Jednodniowy eksperyment przywrócił życie wulkanicznej strefie - Czy odkrycie zmieni nasze podejście do ochrony przyrody?
2024-11-12
Autor: Tomasz
W 1980 roku wulkan Mount St. Helens w stanie Waszyngton, USA, wybuchł w jednej z największych erupcji w historii, niszcząc życie na obszarze wielu kilometrów. Eksperyment badawczy przeprowadzony zaledwie dwa lata po tym wydarzeniu ujawnia niezwykłe właściwości gryzoniów. W pełni zrozumiane dopiero po ponad czterech dekadach, wyniki eksperymentu pokazują, jak niezwykle ważne są dla środowiska.
W 1983 roku mikrobiolog Michael Allen z Uniwersytetu Kalifornijskiego w Riverside wraz z Jamesem McMahonem z Utah State University postanowili przeprowadzić jednorazowy eksperyment z wykorzystaniem gofferników krecich (Thomomys talpoides). Gryzonie te, prowadzące podziemny tryb życia, miały za zadanie wymieszać glebę i przywrócić życie w regionie, który stał się martwą strefą w wyniku wybuchu.
Naukowcy wybrali dwa ściśle wyznaczone obszary, gdzie po uwolnieniu gryzoniów, te przez jeden dzień prowadziły aktywne prace związane z kopaniem. Po sześciu latach na tych terenach odkryto ponad 40 tysięcy roślin - prawdziwa eksplozja życia! W porównaniu, sąsiednie obszary, gdzie nie przeprowadzono eksperymentu, pozostawały niemal puste.
Gofferniki krecie, pracując w ziemi, przetransportowały na powierzchnię nie tylko bakterie, ale także grzyby mykoryzowe, które pełnią kluczową rolę w zdrowiu ekosystemu. Te grzyby, pomagając roślinom w absorpcji składników odżywczych i wody, są niezbędne do przetrwania roślin w ubogich w minerały glebach, pozwalając im wzrastać w trudnych warunkach.

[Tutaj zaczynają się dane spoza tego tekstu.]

use std::collections::HashMap;

use rand::{Rng, RngCore, SeedableRng};
use rand_chacha::ChaCha8Rng;

/// Source of uniform variates in `[0, 1)`.
///
/// Every `RngCore` is one, so a [`SystemRng`] can be handed straight to the
/// site selectors. Tests substitute scripted sources.
pub trait UniformSource {
    fn next_uniform(&mut self) -> f64;
}

impl<R: RngCore> UniformSource for R {
    fn next_uniform(&mut self) -> f64 {
        self.gen::<f64>()
    }
}

/// Derives one ChaCha8 stream per system name from the scenario seed.
pub struct RngManager {
    master: ChaCha8Rng,
    streams: HashMap<String, ChaCha8Rng>,
}

impl RngManager {
    pub fn new(seed: u64) -> Self {
        Self {
            master: ChaCha8Rng::seed_from_u64(seed),
            streams: HashMap::new(),
        }
    }

    pub fn stream(&mut self, name: &str) -> SystemRng<'_> {
        let master = &mut self.master;
        let entry = self
            .streams
            .entry(name.to_string())
            .or_insert_with(|| ChaCha8Rng::seed_from_u64(master.next_u64()));
        SystemRng { inner: entry }
    }
}

pub struct SystemRng<'a> {
    inner: &'a mut ChaCha8Rng,
}

impl<'a> RngCore for SystemRng<'a> {
    fn next_u32(&mut self) -> u32 {
        self.inner.next_u32()
    }

    fn next_u64(&mut self) -> u64 {
        self.inner.next_u64()
    }

    fn fill_bytes(&mut self, dest: &mut [u8]) {
        self.inner.fill_bytes(dest);
    }

    fn try_fill_bytes(&mut self, dest: &mut [u8]) -> Result<(), rand::Error> {
        self.inner.try_fill_bytes(dest)
    }
}

#[cfg(test)]
mod tests {
    use super::*;

    #[test]
    fn named_streams_are_reproducible() {
        let mut first = RngManager::new(42);
        let mut second = RngManager::new(42);
        let a: Vec<f64> = (0..4)
            .map(|_| first.stream("harvest").next_uniform())
            .collect();
        let b: Vec<f64> = (0..4)
            .map(|_| second.stream("harvest").next_uniform())
            .collect();
        assert_eq!(a, b);
        assert!(a.iter().all(|u| (0.0..1.0).contains(u)));
    }

    #[test]
    fn streams_differ_by_name() {
        let mut manager = RngManager::new(7);
        let harvest = manager.stream("harvest").next_u64();
        let aging = manager.stream("aging").next_u64();
        assert_ne!(harvest, aging);
    }
}
impl AppliedPrescription {
    /// Percentages are fractions in `[0, 1]`. The prescription is active for
    /// times in `[begin_time, end_time)`.
    pub fn new(
        prescription: Rc<Prescription>,
        area_percent: f64,
        stands_percent: f64,
        begin_time: i32,
        end_time: i32,
    ) -> Result<Self, ConfigError> {
        for (name, value) in [
            ("area percentage", area_percent),
            ("stand percentage", stands_percent),
        ] {
            if !(0.0..=1.0).contains(&value) {
                return Err(ConfigError::Percentage {
                    name,
                    value: value * 100.0,
                });
            }
        }
        if begin_time > end_time {
            return Err(ConfigError::Invalid(format!(
                "prescription \"{}\" begins at {begin_time} after it ends at {end_time}",
                prescription.name()
            )));
        }
        Ok(Self {
            prescription,
            area_percent,
            stands_percent,
            begin_time,
            end_time,
            area_to_harvest: 0.0,
            area_remaining: 0.0,
            area_remaining_ratio: 0.0,
            area_harvested: 0.0,
            stands_to_harvest: 0,
            stands_remaining: 0,
            stands_remaining_ratio: 0.0,
            stands_harvested: 0,
            rankings: Vec::new(),
            highest_unharvested_stand: 0,
            harvest_time: begin_time,
        })
    }

    pub fn prescription(&self) -> &Rc<Prescription> {
        &self.prescription
    }

    pub fn is_active(&self, time: i32) -> bool {
        self.begin_time <= time && time < self.end_time
    }

    /// Sets the targets once the management area's size is known.
    pub fn finish_initialization(&mut self, stand_count: usize, area: f64) {
        self.area_to_harvest = area * self.area_percent;
        self.stands_to_harvest = (stand_count as f64 * self.stands_percent) as u32;
    }

    /// Resets the counters and ranks the stands for this timestep.
    pub fn initialize_for_harvest(
        &mut self,
        stand_ids: &[StandId],
        stands: &mut [Stand],
        host: &dyn Host,
        time: i32,
    ) {
        self.harvest_time = time;
        self.area_remaining = self.area_to_harvest;
        self.area_remaining_ratio = 1.0;
        self.area_harvested = 0.0;

        self.rankings = self
            .prescription
            .ranking()
            .rank_stands(stand_ids, stands, host, time);
        sort_descending(&mut self.rankings);

        let ranked = self.rankings.iter().filter(|r| r.rank != 0.0).count();
        self.stands_to_harvest = (ranked as f64 * self.stands_percent).round_ties_even() as u32;
        self.stands_remaining = self.stands_to_harvest;
        self.stands_remaining_ratio = 1.0;
        self.stands_harvested = 0;
        self.highest_unharvested_stand = 0;
        debug!(
            prescription = self.prescription.name(),
            ranked,
            area_to_harvest = self.area_to_harvest,
            stands_to_harvest = self.stands_to_harvest,
            "ranked stands"
        );
    }

    /// Moves the cursor past stands that cannot take this prescription and
    /// reports whether the stand it stops on is worth harvesting.
    pub fn any_unharvested_stands_ranked_above_0(&mut self, stands: &[Stand]) -> bool {
        let name = self.prescription.name();
        while let Some(ranking) = self.rankings.get(self.highest_unharvested_stand) {
            if ranking.rank <= 0.0 {
                return false;
            }
            let stand = &stands[ranking.stand.index()];
            if stand.is_harvested()
                || stand.is_set_aside(self.harvest_time)
                || stand.is_rejected(name)
            {
                self.highest_unharvested_stand += 1;
                continue;
            }
            return true;
        }
        false
    }

    /// Harvests the stand at the cursor.
    ///
    /// Returns `None` when that stand is ranked at or below zero or is set
    /// aside.
    ///
    /// # Panics
    ///
    /// When the cursor is past the end of the rankings.
    pub fn harvest_highest_ranked_stand(
        &mut self,
        stands: &mut [Stand],
        ctx: &mut HarvestContext<'_>,
    ) -> Option<HarvestEvent> {
        assert!(
            self.highest_unharvested_stand < self.rankings.len(),
            "stand cursor {} is past the {} ranked stands",
            self.highest_unharvested_stand,
            self.rankings.len()
        );
        let ranking = self.rankings[self.highest_unharvested_stand];
        if ranking.rank <= 0.0 {
            return None;
        }
        let stand = &mut stands[ranking.stand.index()];
        if stand.is_set_aside(ctx.time) {
            return None;
        }

        let event = self
            .prescription
            .harvest(stand, HarvestPhase::Initial, ranking.rank, ctx);
        self.record_harvest(event.area_harvested, event.stands_harvested);
        Some(event)
    }

    fn record_harvest(&mut self, area: f64, stands: u32) {
        self.area_harvested += area;
        self.area_remaining = (self.area_remaining - area).max(0.0);
        self.area_remaining_ratio = if self.area_to_harvest > 0.0 {
            self.area_remaining / self.area_to_harvest
        } else {
            0.0
        };

        self.stands_harvested += stands;
        self.stands_remaining = self.stands_remaining.saturating_sub(stands);
        self.stands_remaining_ratio = if self.stands_to_harvest > 0 {
            f64::from(self.stands_remaining) / f64::from(self.stands_to_harvest)
        } else {
            0.0
        };
    }

    /// True while the area target, or the stand target when there is no area
    /// target, still has something left.
    pub fn has_unmet_target(&self) -> bool {
        if self.area_to_harvest > 0.0 {
            self.area_remaining > 0.0
        } else if self.stands_to_harvest > 0 {
            self.stands_remaining > 0
        } else {
            false
        }
    }

    pub fn area_percent(&self) -> f64 {
        self.area_percent
    }

    pub fn stands_percent(&self) -> f64 {
        self.stands_percent
    }

    pub fn area_to_harvest(&self) -> f64 {
        self.area_to_harvest
    }

    pub fn area_remaining(&self) -> f64 {
        self.area_remaining
    }

    pub fn area_remaining_ratio(&self) -> f64 {
        self.area_remaining_ratio
    }

    pub fn area_harvested(&self) -> f64 {
        self.area_harvested
    }

    pub fn stands_to_harvest(&self) -> u32 {
        self.stands_to_harvest
    }

    pub fn stands_remaining(&self) -> u32 {
        self.stands_remaining
    }

    pub fn stands_remaining_ratio(&self) -> f64 {
        self.stands_remaining_ratio
    }

    pub fn stands_harvested(&self) -> u32 {
        self.stands_harvested
    }

    pub fn rankings(&self) -> &[StandRanking] {
        &self.rankings
    }

    pub fn highest_unharvested_stand(&self) -> usize {
        self.highest_unharvested_stand
    }
}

Warto dodać, że odkrycie to ma ogromne implikacje dla ochrony przyrody i przywracania życia w ekosystemach po katastrofach naturalnych. Badania pokazują, jak kluczowe są takie organizmy jak grzyby i jak małe, proste działania mogą prowadzić do znaczących zmian w rehabilitacji zniszczonych środowisk. Jak zauważa Emma Aronson, współautorka badań, przykład Mount St. Helens podkreśla znaczenie dbania o bioróżnorodność i zdrowe relacje między gatunkami w ekosystemie.

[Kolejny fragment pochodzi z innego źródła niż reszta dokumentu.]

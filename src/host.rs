//! Contracts the harvest engine consumes from the host simulation.
//!
//! The engine only talks to the landscape through these traits, so any
//! succession model that can answer them can be harvested. [`crate::landscape`]
//! provides the in-memory implementation used by the CLI and the tests.

use serde::{Deserialize, Serialize};

use crate::cohort::{Cohort, SpeciesId};

/// Grid cell position (row-major).
#[derive(Debug, Clone, Copy, PartialEq, Eq, PartialOrd, Ord, Hash, Serialize, Deserialize)]
pub struct Location {
    pub row: u32,
    pub col: u32,
}

impl Location {
    pub fn new(row: u32, col: u32) -> Self {
        Self { row, col }
    }

    pub fn offset(self, by: RelativeLocation) -> Option<Location> {
        let row = i64::from(self.row) + i64::from(by.row);
        let col = i64::from(self.col) + i64::from(by.col);
        if row < 0 || col < 0 || row > i64::from(u32::MAX) || col > i64::from(u32::MAX) {
            return None;
        }
        Some(Location::new(row as u32, col as u32))
    }
}

#[derive(Debug, Clone, Copy, PartialEq, Eq, Hash)]
pub struct RelativeLocation {
    pub row: i32,
    pub col: i32,
}

impl RelativeLocation {
    pub const fn new(row: i32, col: i32) -> Self {
        Self { row, col }
    }
}

/// The eight cells around a site.
pub const MOORE_NEIGHBORHOOD: [RelativeLocation; 8] = [
    RelativeLocation::new(-1, 0),
    RelativeLocation::new(1, 0),
    RelativeLocation::new(0, -1),
    RelativeLocation::new(0, 1),
    RelativeLocation::new(-1, -1),
    RelativeLocation::new(-1, 1),
    RelativeLocation::new(1, -1),
    RelativeLocation::new(1, 1),
];

pub trait LandscapeGrid {
    /// Area of one cell in hectares.
    fn cell_area(&self) -> f64;

    fn is_active(&self, site: Location) -> bool;

    /// The active neighbour at `offset`, if there is one.
    fn neighbor(&self, site: Location, offset: RelativeLocation) -> Option<Location>;
}

pub trait SiteCohorts {
    fn site_cohorts(&self, site: Location) -> Vec<Cohort>;

    /// Removes up to `trees` trees from the cohort and returns how many were
    /// actually removed. A cohort left with no trees is removed entirely.
    fn reduce_or_remove(&mut self, site: Location, cohort: &Cohort, trees: u32) -> u32;

    /// Total live basal area at a site (m²).
    fn site_basal_area(&self, site: Location) -> f64 {
        self.site_cohorts(site).iter().map(|c| c.basal_area).sum()
    }

    fn max_cohort_age(&self, site: Location) -> u16 {
        self.site_cohorts(site)
            .iter()
            .map(|c| c.age)
            .max()
            .unwrap_or(0)
    }
}

/// Per-site state owned by the host.
pub trait SiteVars {
    fn allows_harvest(&self, site: Location) -> bool;

    fn time_since_last_damage(&self, site: Location) -> i32;

    fn clear_cohorts_damaged(&mut self, site: Location);

    /// Called for every site a prescription visits, even when nothing was cut.
    fn record_prescription(&mut self, site: Location, prescription: &str);

    fn record_cohorts_damaged(&mut self, site: Location, damaged: u32, partially_damaged: u32);

    fn schedule_planting(&mut self, site: Location, species: &[SpeciesId]);
}

pub trait Host: LandscapeGrid + SiteCohorts + SiteVars {}

impl<T: LandscapeGrid + SiteCohorts + SiteVars> Host for T {}

#[cfg(test)]
mod tests {
    use super::*;

    #[test]
    fn offset_stops_at_the_grid_origin() {
        let origin = Location::new(0, 0);
        assert_eq!(origin.offset(RelativeLocation::new(-1, 0)), None);
        assert_eq!(
            origin.offset(RelativeLocation::new(1, 1)),
            Some(Location::new(1, 1))
        );
    }

    #[test]
    fn moore_neighborhood_has_no_duplicates() {
        for (i, a) in MOORE_NEIGHBORHOOD.iter().enumerate() {
            assert!(a.row != 0 || a.col != 0);
            for b in &MOORE_NEIGHBORHOOD[i + 1..] {
                assert_ne!(a, b);
            }
        }
    }
}

/// In-memory host with explicit basal areas, for unit tests.
#[cfg(test)]
pub(crate) mod testing {
    use std::collections::{HashMap, HashSet};

    use super::*;

    #[derive(Debug, Default)]
    pub struct GridHost {
        rows: u32,
        cols: u32,
        cell_area: f64,
        inactive: HashSet<Location>,
        blocked: HashSet<Location>,
        cohorts: HashMap<Location, Vec<Cohort>>,
        time_since_damage: HashMap<Location, i32>,
        pub prescriptions: HashMap<Location, String>,
        pub damaged: HashMap<Location, (u32, u32)>,
        pub planted: HashMap<Location, Vec<SpeciesId>>,
    }

    impl GridHost {
        pub fn new(rows: u32, cols: u32, cell_area: f64) -> Self {
            Self {
                rows,
                cols,
                cell_area,
                ..Self::default()
            }
        }

        pub fn add_cohort(&mut self, site: Location, cohort: Cohort) {
            self.cohorts.entry(site).or_default().push(cohort);
        }

        pub fn block(&mut self, site: Location) {
            self.blocked.insert(site);
        }

        pub fn deactivate(&mut self, site: Location) {
            self.inactive.insert(site);
        }

        pub fn set_time_since_damage(&mut self, site: Location, years: i32) {
            self.time_since_damage.insert(site, years);
        }

        pub fn trees_at(&self, site: Location) -> u32 {
            self.cohorts
                .get(&site)
                .map_or(0, |cohorts| cohorts.iter().map(|c| c.trees).sum())
        }
    }

    impl LandscapeGrid for GridHost {
        fn cell_area(&self) -> f64 {
            self.cell_area
        }

        fn is_active(&self, site: Location) -> bool {
            site.row < self.rows && site.col < self.cols && !self.inactive.contains(&site)
        }

        fn neighbor(&self, site: Location, offset: RelativeLocation) -> Option<Location> {
            site.offset(offset).filter(|n| self.is_active(*n))
        }
    }

    impl SiteCohorts for GridHost {
        fn site_cohorts(&self, site: Location) -> Vec<Cohort> {
            self.cohorts.get(&site).cloned().unwrap_or_default()
        }

        fn reduce_or_remove(&mut self, site: Location, cohort: &Cohort, trees: u32) -> u32 {
            let Some(cohorts) = self.cohorts.get_mut(&site) else {
                return 0;
            };
            let Some(index) = cohorts
                .iter()
                .position(|c| c.species == cohort.species && c.age == cohort.age)
            else {
                return 0;
            };
            let existing = &mut cohorts[index];
            let removed = trees.min(existing.trees);
            let left = existing.trees - removed;
            existing.basal_area = if existing.trees > 0 {
                existing.basal_area * f64::from(left) / f64::from(existing.trees)
            } else {
                0.0
            };
            existing.trees = left;
            if left == 0 {
                cohorts.remove(index);
            }
            removed
        }
    }

    impl SiteVars for GridHost {
        fn allows_harvest(&self, site: Location) -> bool {
            !self.blocked.contains(&site)
        }

        fn time_since_last_damage(&self, site: Location) -> i32 {
            self.time_since_damage.get(&site).copied().unwrap_or(100)
        }

        fn clear_cohorts_damaged(&mut self, site: Location) {
            self.damaged.remove(&site);
        }

        fn record_prescription(&mut self, site: Location, prescription: &str) {
            self.prescriptions.insert(site, prescription.to_string());
        }

        fn record_cohorts_damaged(&mut self, site: Location, damaged: u32, partially_damaged: u32) {
            self.damaged.insert(site, (damaged, partially_damaged));
        }

        fn schedule_planting(&mut self, site: Location, species: &[SpeciesId]) {
            self.planted
                .entry(site)
                .or_default()
                .extend_from_slice(species);
        }
    }
}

To odkrycie pozwoliło też na lepsze zrozumienie, jak ludzka działalność wpływa na przyrodę. Po drugiej stronie wulkanu, gdzie prowadzono wycinkę lasów, gleba pozostała uboga i zniszczona, z plonami, które prawie nie rosną. To zderzenie ze sobą dwóch różnych ekosystemów pokazuje, jak wielka jest siła natury w odbudowie i odradzaniu się przyrody, nawet po katastrofalnych wydarzeniach.